Examining actual behaviours occurring in triadic (oncologist-patient-family caregiver) consultations: Analyses of audio-taped oncology consultations — ASN Events

Examining actual behaviours occurring in triadic (oncologist-patient-family caregiver) consultations: Analyses of audio-taped oncology consultations (#79)

Ilona Juraskova 1 , Rebekah Laidsaar-Powell 1 , Phyllis Butow 1 2 , Stella Bu 1 , Rachel Dear 1 , Joe Coll 2
  1. Centre for Medical Psychology and Evidence-based Decision-making (CeMPED), The School of Psychology, The University of Sydney, Sydney, NSW , Australia
  2. Psycho-oncology Co-operative Research Group (PoCoG), The University of Sydney, Sydney, NSW

Aims
Limited studies have assessed actual behaviours of triadic (oncologist-patient-family) consultation participants. The current study aimed to: i) rigorously develop a TRIadic Oncology (TRIO) coding system capturing communication and decision-making behaviours of family caregivers and family-relevant behaviours of oncologists and patients; and ii) apply the TRIO coding system to initial cancer consultations.
Methods
Based on the evidence base, a new triadic interaction analysis (TRIO) coding system was developed. It included 4 global role items to assess family activity levels (passive, supportive, active, and dominant) across four consultation phases; 24 oncologist behaviour items; 14 patient behaviour items; and 38 family caregiver behaviour items. The TRIO coding system was applied to 72 audiotaped medical/radiation oncology consultations where a family caregiver was present, collected from 2 previous studies.
Results
Oncologists rarely engaged in rapport building with family caregivers (18%) or asked family questions (25%), but were typically fully responsive to family caregiver questions (90%). No oncologists (0%) established the family’s reason for attending or established patient/family preferences for family involvement in decision-making. A high proportion of oncologists interrupted the family caregiver (58%).
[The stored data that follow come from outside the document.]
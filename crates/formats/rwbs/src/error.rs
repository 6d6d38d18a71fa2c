use thiserror::Error;

#[derive(Debug, Error)]
pub enum Error {
    #[error("unexpected end of data at offset {offset:#x} (need {need} bytes, have {have})")]
    UnexpectedEof {
        offset: usize,
        need: usize,
        have: usize,
    },

    #[error("section {id:#06x} declares a body of {declared} bytes but only {available} remain in its parent")]
    InvalidLength {
        id: u32,
        declared: u32,
        available: usize,
    },

    #[error("record declares size {actual}, expected one of {allowed:?}")]
    UnexpectedSize { allowed: &'static [u32], actual: u32 },

    #[error("section nesting exceeds the maximum depth of {limit}")]
    DepthLimitExceeded { limit: usize },

    #[error("string at offset {offset:#x} is not valid UTF-8: {source}")]
    InvalidString {
        offset: usize,
        source: std::string::FromUtf8Error,
    },
}

pub type Result<T> = std::result::Result<T, Error>;
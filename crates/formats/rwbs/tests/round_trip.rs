use rwbs::chunks::{Frame, FrameList, GeometryList, Light, LightKind, Skin};
use rwbs::primitives::{Color, Vec3};
use rwbs::{section_id, Content, Cursor, Error, Payload, Registry, Section, SectionHeader, Writer};

/// Wrap a raw body in a section header by hand.
fn raw_section(id: u32, version: u32, body: &[u8]) -> Vec<u8> {
    let mut w = Writer::new();
    SectionHeader {
        id,
        size: body.len() as u32,
        version,
    }
    .encode(&mut w);
    w.write_bytes(body);
    w.into_bytes()
}

fn sample_frame(seed: f32) -> Frame {
    Frame {
        rotation: [
            seed,
            seed + 1.0,
            seed + 2.0,
            seed + 3.0,
            seed + 4.0,
            seed + 5.0,
            seed + 6.0,
            seed + 7.0,
            seed + 8.0,
        ],
        position: Vec3::new(seed, -seed, 2.0 * seed),
        frame_index: seed as u32,
        creation_flags: 0x0003,
    }
}

#[test]
fn nested_tree_round_trips_byte_for_byte() {
    let frame_list = Section::leaf(
        section_id::FRAME_LIST,
        0x0310,
        Payload::FrameList(FrameList {
            frames: vec![sample_frame(1.0), sample_frame(2.0)],
        }),
    );
    let geometry_list = Section::leaf(
        section_id::GEOMETRY_LIST,
        0x0310,
        Payload::GeometryList(GeometryList { geometry_count: 2 }),
    );
    let strukt = Section::opaque(section_id::STRUCT, 0x0310, vec![0xAA; 7]);
    let clump = Section::composite(
        section_id::CLUMP,
        0x0310,
        vec![strukt, frame_list, geometry_list],
    );

    let bytes = clump.to_bytes();
    let decoded = Section::decode_bytes(&bytes, &Registry::standard()).expect("decode");
    assert_eq!(decoded.children().len(), 3);
    assert_eq!(decoded.to_bytes(), bytes);

    // The decoded header carries the measured body length.
    assert_eq!(
        decoded.header.size as usize,
        bytes.len() - SectionHeader::SIZE
    );
}

#[test]
fn frame_list_exactness() {
    for n in [0usize, 1, 3, 17] {
        let frames: Vec<Frame> = (0..n).map(|i| sample_frame(i as f32)).collect();
        let mut w = Writer::new();
        FrameList {
            frames: frames.clone(),
        }
        .write(&mut w);
        let bytes = w.into_bytes();
        assert_eq!(bytes.len(), 4 + n * Frame::WIRE_SIZE);

        let decoded = FrameList::read(&mut Cursor::new(&bytes)).expect("read");
        assert_eq!(decoded.frames, frames);
    }
}

#[test]
fn unknown_type_is_preserved_verbatim() {
    let body: Vec<u8> = (0..37u8).collect();
    let bytes = raw_section(0x7777, 0x0001, &body);

    let decoded = Section::decode_bytes(&bytes, &Registry::standard()).expect("decode");
    match &decoded.content {
        Content::Opaque(raw) => assert_eq!(raw, &body),
        other => panic!("expected opaque content, got {other:?}"),
    }
    assert_eq!(decoded.to_bytes(), bytes);
}

#[test]
fn leaf_trailing_bytes_survive_round_trip() {
    // A geometry list body with 5 forward-compatible extra bytes.
    let mut body = Writer::new();
    GeometryList { geometry_count: 9 }.write(&mut body);
    body.write_bytes(&[1, 2, 3, 4, 5]);
    let bytes = raw_section(section_id::GEOMETRY_LIST, 0x0310, &body.into_bytes());

    let decoded = Section::decode_bytes(&bytes, &Registry::standard()).expect("decode");
    match &decoded.content {
        Content::Leaf { payload, trailing } => {
            assert_eq!(
                payload,
                &Payload::GeometryList(GeometryList { geometry_count: 9 })
            );
            assert_eq!(trailing, &[1, 2, 3, 4, 5]);
        }
        other => panic!("expected leaf content, got {other:?}"),
    }
    assert_eq!(decoded.to_bytes(), bytes);
}

#[test]
fn child_longer_than_parent_region_is_invalid_length() {
    // Parent declares a 20-byte body; the child header inside claims 100.
    let mut parent_body = Writer::new();
    SectionHeader {
        id: 0x0009,
        size: 100,
        version: 0,
    }
    .encode(&mut parent_body);
    parent_body.write_bytes(&[0u8; 8]); // only 8 bytes actually follow
    let bytes = raw_section(section_id::CLUMP, 0, &parent_body.into_bytes());

    let err = Section::decode_bytes(&bytes, &Registry::standard()).unwrap_err();
    match err {
        Error::InvalidLength {
            id,
            declared,
            available,
        } => {
            assert_eq!(id, 0x0009);
            assert_eq!(declared, 100);
            assert_eq!(available, 8);
        }
        other => panic!("expected InvalidLength, got {other}"),
    }
}

#[test]
fn one_byte_short_stream_is_truncation() {
    let section = Section::opaque(0x1234, 0, vec![0u8; 16]);
    let mut bytes = section.to_bytes();
    bytes.pop();

    let err = Section::decode_bytes(&bytes, &Registry::standard()).unwrap_err();
    assert!(
        matches!(err, Error::UnexpectedEof { .. }),
        "expected UnexpectedEof, got {err}"
    );
}

#[test]
fn nesting_beyond_the_depth_limit_fails() {
    // Wrap an empty composite in MAX_DEPTH + 1 further composites.
    let mut bytes = raw_section(section_id::CLUMP, 0, &[]);
    for _ in 0..rwbs::MAX_DEPTH {
        bytes = raw_section(section_id::CLUMP, 0, &bytes);
    }

    let err = Section::decode_bytes(&bytes, &Registry::standard()).unwrap_err();
    match err {
        Error::DepthLimitExceeded { limit } => assert_eq!(limit, rwbs::MAX_DEPTH),
        other => panic!("expected DepthLimitExceeded, got {other}"),
    }
}

#[test]
fn registries_are_independent() {
    let frame_list = Section::leaf(
        section_id::FRAME_LIST,
        0x0310,
        Payload::FrameList(FrameList {
            frames: vec![sample_frame(4.0)],
        }),
    );
    let bytes = frame_list.to_bytes();

    // The standard registry decodes the payload...
    let decoded = Section::decode_bytes(&bytes, &Registry::standard()).expect("decode");
    assert!(matches!(
        decoded.content,
        Content::Leaf {
            payload: Payload::FrameList(_),
            ..
        }
    ));

    // ...an empty registry keeps the same bytes opaque, losslessly.
    let opaque = Section::decode_bytes(&bytes, &Registry::new()).expect("decode");
    assert!(matches!(opaque.content, Content::Opaque(_)));
    assert_eq!(opaque.to_bytes(), bytes);
}

#[test]
fn custom_registry_extends_the_standard_set() {
    use rwbs::SectionKind;

    // An embedding application maps its own code to an existing decoder.
    const CUSTOM: u32 = 0x0801;
    let mut registry = Registry::standard();
    registry.register(CUSTOM, SectionKind::Leaf(Payload::decode_light));

    let mut body = Writer::new();
    point_light().write(&mut body);
    let bytes = raw_section(CUSTOM, 0, &body.into_bytes());

    let decoded = Section::decode_bytes(&bytes, &registry).expect("decode");
    match decoded.payload() {
        Some(Payload::Light(light)) => assert_eq!(light.kind, LightKind::Point),
        other => panic!("expected light payload, got {other:?}"),
    }
}

#[test]
fn find_first_is_preorder_and_descendants_only() {
    let inner_geo = Section::leaf(
        section_id::GEOMETRY_LIST,
        0,
        Payload::GeometryList(GeometryList { geometry_count: 1 }),
    );
    let atomic = Section::composite(section_id::ATOMIC, 0, vec![inner_geo]);
    let sibling_geo = Section::leaf(
        section_id::GEOMETRY_LIST,
        0,
        Payload::GeometryList(GeometryList { geometry_count: 2 }),
    );
    let clump = Section::composite(section_id::CLUMP, 0, vec![atomic, sibling_geo]);

    // The nested one comes first in pre-order.
    let found = clump.find_first(section_id::GEOMETRY_LIST).expect("found");
    assert_eq!(
        found.payload(),
        Some(&Payload::GeometryList(GeometryList { geometry_count: 1 }))
    );

    // A section never matches itself.
    assert!(clump.find_first(section_id::CLUMP).is_none());

    // Absence is None, not an error.
    assert!(clump.find_first(section_id::SKIN_PLG).is_none());
}

#[test]
fn parent_of_walks_by_identity() {
    let skin = Section::leaf(section_id::SKIN_PLG, 0, Payload::Skin(Skin::default()));
    let extension = Section::composite(section_id::EXTENSION, 0, vec![skin]);
    let clump = Section::composite(section_id::CLUMP, 0, vec![extension]);

    let skin_ref = clump.find_first(section_id::SKIN_PLG).expect("skin");
    let parent = clump.parent_of(skin_ref).expect("parent");
    assert_eq!(parent.header.id, section_id::EXTENSION);
    assert!(clump.parent_of(&clump).is_none());
}

fn point_light() -> Light {
    Light {
        idx: 3,
        kind: LightKind::Point,
        color: Color::new(1.0, 0.5, 0.25, 1.0),
        flags: rwbs::chunks::light::LIGHT_ATOMICS,
        pos: Vec3::new(10.0, 20.0, 30.0),
        vec: Vec3::default(),
        radius: 45.5,
    }
}
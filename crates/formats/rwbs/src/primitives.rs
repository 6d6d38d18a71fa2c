use crate::cursor::{Cursor, Writer};
use crate::error::Result;

/// Three-component float vector, stored on the wire as 3×f32.
#[derive(Debug, Clone, Copy, PartialEq, Default)]
pub struct Vec3 {
    pub x: f32,
    pub y: f32,
    pub z: f32,
}

impl Vec3 {
    pub fn new(x: f32, y: f32, z: f32) -> Self {
        Self { x, y, z }
    }

    pub fn read(c: &mut Cursor) -> Result<Self> {
        Ok(Self {
            x: c.read_f32()?,
            y: c.read_f32()?,
            z: c.read_f32()?,
        })
    }

    pub fn write(&self, w: &mut Writer) {
        w.write_f32(self.x);
        w.write_f32(self.y);
        w.write_f32(self.z);
    }
}

/// RGBA float color, stored on the wire as 4×f32.
#[derive(Debug, Clone, Copy, PartialEq, Default)]
pub struct Color {
    pub r: f32,
    pub g: f32,
    pub b: f32,
    pub a: f32,
}

impl Color {
    pub fn new(r: f32, g: f32, b: f32, a: f32) -> Self {
        Self { r, g, b, a }
    }

    pub fn read(c: &mut Cursor) -> Result<Self> {
        Ok(Self {
            r: c.read_f32()?,
            g: c.read_f32()?,
            b: c.read_f32()?,
            a: c.read_f32()?,
        })
    }

    pub fn write(&self, w: &mut Writer) {
        w.write_f32(self.r);
        w.write_f32(self.g);
        w.write_f32(self.b);
        w.write_f32(self.a);
    }
}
Generalised estimated equations found that more experienced oncologists were more likely to interrupt a family caregiver (OR 1.793, p=<.001) and oncologists were more likely to interrupt a family caregiver who had corrected or disagreed with the patient (OR=5.468, p=<.01). Many patients asked their family caregiver a question (42%) but few elicited the family caregiver’s decision preferences (4%). High proportions of family caregivers asked treatment decision questions (71%), but also interrupted the patient (54%) and oncologist (42%).
Conclusions
This study provides novel insights into the complex nature of family involvement in consultations. The findings highlight a number of potentially positive family-focused consultation behaviours such as question asking and responsiveness and areas for improvement such as oncologist rapport building, preference clarification, and minimisation of interruptions.